Displacement-Based Fragility Functions for Low- and Mid-rise Ordinary Concrete Buildings

Abstract

Fragility functions are determined for low- and mid-rise ordinary concrete buildings, which constitute the most vulnerable construction type in Turkey as well as several other countries prone to earthquakes. A hybrid approach is employed where building capacities are obtained from field data and their dynamic responses are calculated by response history analyses. Field data consists of 32 sample buildings representing the general characteristics of two- to five-story substandard reinforced concrete buildings in Turkey.
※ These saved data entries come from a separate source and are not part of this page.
//! RDM (Remote Device Management, ANSI E1.20 + E1.37-x) responder engine.
//!
//! This crate is the transport-agnostic core of a DMX512/RDM responder: it
//! decodes RDM frames off a byte buffer handed to it by a transceiver driver,
//! matches UIDs, dispatches command-class/PID pairs against a per-model
//! PID table, enforces sub-device routing and write-protect locking, and
//! assembles replies back into the same kind of buffer. It does not own a
//! transceiver, a timer, or any host transport; those are external
//! collaborators (see `jarule-firmware::hal`).
//!
//! No dynamic allocation: buffers are fixed-size and stack- or
//! caller-owned. No panics outside tests: every fallible path returns a
//! typed result.

#![cfg_attr(not(any(test, feature = "std")), no_std)]

pub mod buffer;
pub mod dispatch;
pub mod discovery;
pub mod frame;
pub mod logger;
pub mod model;
pub mod pid;
pub mod responder;
pub mod router;
pub mod uid;

pub use buffer::{ParamWriter, RdmBuffer, HEADER_SIZE, MAX_PARAM_DATA, RDM_BUFFER_SIZE};
pub use dispatch::{dispatch_pid, GetHandler, HandlerResult, PidDescriptor, SetHandler};
pub use discovery::{handle_discovery, DubResponse};
pub use frame::{FrameError, RdmHeader};
pub use model::{Model, ModelId};
pub use pid::{nack, CommandClass, NackReason, ResponseType};
pub use responder::{
    PersonalityDefinition, ResponderDefinition, ResponderLike, ResponderState, SensorDefinition,
    SlotDefinition, SlotLabel, SlotType,
};
pub use router::{dispatch_to_subdevices, LockState, RouteOutcome, SUBDEVICE_ALL, SUBDEVICE_MAX,
    SUBDEVICE_ROOT};
pub use uid::Uid;
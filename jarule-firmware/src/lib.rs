//! Firmware glue: wires exactly one device model (selected at compile
//! time via a Cargo feature) to the HAL traits and exposes the
//! `Responder` entry point a transport driver calls into on every
//! received frame.

#![cfg_attr(not(feature = "std"), no_std)]

#[cfg(not(any(test, feature = "model-dimmer", feature = "model-network")))]
compile_error!("jarule-firmware requires exactly one of the `model-dimmer` / `model-network` features");

#[cfg(all(feature = "model-dimmer", feature = "model-network"))]
compile_error!("`model-dimmer` and `model-network` are mutually exclusive");

pub mod config;
pub mod hal;
pub mod responder;

pub use config::BuildConfig;
pub use hal::{CoarseTimer, IdentifyIndicator, NullHal, Transceiver};
pub use responder::{ReceiveOutcome, Responder};

#[cfg(feature = "model-dimmer")]
pub type ActiveModel = jarule_dimmer::DimmerModel;

#[cfg(feature = "model-network")]
pub type ActiveModel = jarule_network::NetworkModel;
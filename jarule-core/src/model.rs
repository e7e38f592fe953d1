//! Model registry: the polymorphic boundary between the responder core
//! and a concrete device model (dimmer, network). Exactly one model is
//! linked into any given firmware build (selected at compile time via
//! Cargo features on `jarule-firmware`), so this is a trait a model
//! implements once rather than a runtime-selectable registry of many.

use crate::dispatch::HandlerResult;
use crate::pid::CommandClass;

/// Identifies which model a build was compiled with, reported back
/// through `DEVICE_INFO.model_id` and used in diagnostics/logging.
#[derive(Debug, Clone, Copy, PartialEq, Eq)]
#[repr(u16)]
pub enum ModelId {
    Dimmer = 0x0100,
    Network = 0x0101,
}

/// The lifecycle and request-handling surface a device model exposes to
/// `jarule-firmware`. Mirrors the original firmware's per-model
/// `Initialize/Activate/Deactivate/HandleRequest` quartet; `tick` stands
/// in for periodic per-model work driven off the coarse timer (E1.37-1
/// identify-flash cadence, DHCP lease timers) that the C firmware does
/// inline in its main loop rather than as a named entry point.
pub trait Model {
    /// Dispatches a decoded, already-UID-matched request. `response` is
    /// a cursor over the shared buffer's parameter-data region; the
    /// caller (firmware glue) stamps the header/checksum from the
    /// returned result.
    fn handle_request(
        &mut self,
        command_class: CommandClass,
        sub_device: u16,
        pid: u16,
        request_data: &[u8],
        response: &mut crate::buffer::ParamWriter,
    ) -> HandlerResult;

    /// Called once when this model becomes the active model (always, in
    /// the single-model-per-build world these builds ship; retained as a
    /// named hook because the original firmware treats activation as a
    /// distinct step from construction, re-priming state that a simple
    /// `Default` wouldn't).
    fn activate(&mut self);

    /// Called before a model stops receiving requests. No shipped build
    /// actually switches models at runtime (Non-goal), so this exists
    /// for symmetry with `activate` and for tests that want to assert
    /// on a clean shutdown path.
    fn deactivate(&mut self);

    /// Advances any time-based behavior (identify flashing, etc.) by one
    /// coarse tick. `now_ticks` is whatever `CoarseTimer::now_ticks`
    /// returned.
    fn tick(&mut self, now_ticks: u32);

    /// Whether any device in this model currently has `IDENTIFY_DEVICE`
    /// set. `jarule-firmware` polls this each tick to drive the identify
    /// GPIO; the model itself owns no HAL handle.
    fn identify_active(&self) -> bool;
}
/// Standard slot label IDs, E1.20 Table A-17 / E1.37-1 (subset used by
/// the shipped dimmer personalities).
#[derive(Debug, Clone, Copy, PartialEq, Eq)]
#[repr(u16)]
pub enum SlotLabel {
    Intensity = 0x0001,
    IntensityFine = 0x0002,
}

/// Static, per-model data: everything about a responder that does not
/// change at runtime. One of these exists per model (not per instance),
/// analogous to `RDM_RESPONDER_DEFINITION` in the original firmware.
pub struct ResponderDefinition {
    pub model_id: u16,
    pub product_category: u16,
    pub software_version_id: u32,
    pub software_version_label: &'static str,
    pub model_description: &'static str,
    pub manufacturer_label: &'static str,
    pub product_detail_ids: &'static [u16],
    pub personalities: &'static [PersonalityDefinition],
    pub sensors: &'static [SensorDefinition],
    pub footprint_of: fn(personality_index: u8) -> u16,
}

/// Runtime, per-instance state common to every responder (root device or
/// sub-device). A concrete model's state struct embeds this and
/// implements [`ResponderLike`] by delegating to it, the way the C
/// firmware's `DimmerRootDevice`/`DimmerSubDevice` both embed a common
/// header struct.
#[derive(Debug, Clone)]
pub struct ResponderState {
    pub device_label: heapless::String<32>,
    pub language: [u8; 2],
    pub identify_on: bool,
    pub personality_index: u8,
    pub dmx_start_address: u16,
}

impl Default for ResponderState {
    fn default() -> Self {
        ResponderState {
            device_label: heapless::String::new(),
            language: *b"en",
            identify_on: false,
            personality_index: 1,
            dmx_start_address: 1,
        }
    }
}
Lateral stiffness, strength, and deformation capacities of the sample buildings are determined by pushover analyses conducted in two principal directions. Uncertainties in lateral stiffness, strength, and damage limit states are expressed by using statistical distributions. The inelastic dynamic structural characteristics of the buildings investigated are represented by a family of equivalent single-degree-of-freedom systems and their seismic deformation demands are calculated under 82 ground-motion records. Peak ground velocity (PGV) is selected as the measure of seismic intensity since maximum inelastic displacements are better correlated with PGV than peak ground acceleration (PGA). Fragility functions are derived separately for different number of stories, which is a prominent parameter influencing the vulnerability of existing substandard concrete buildings.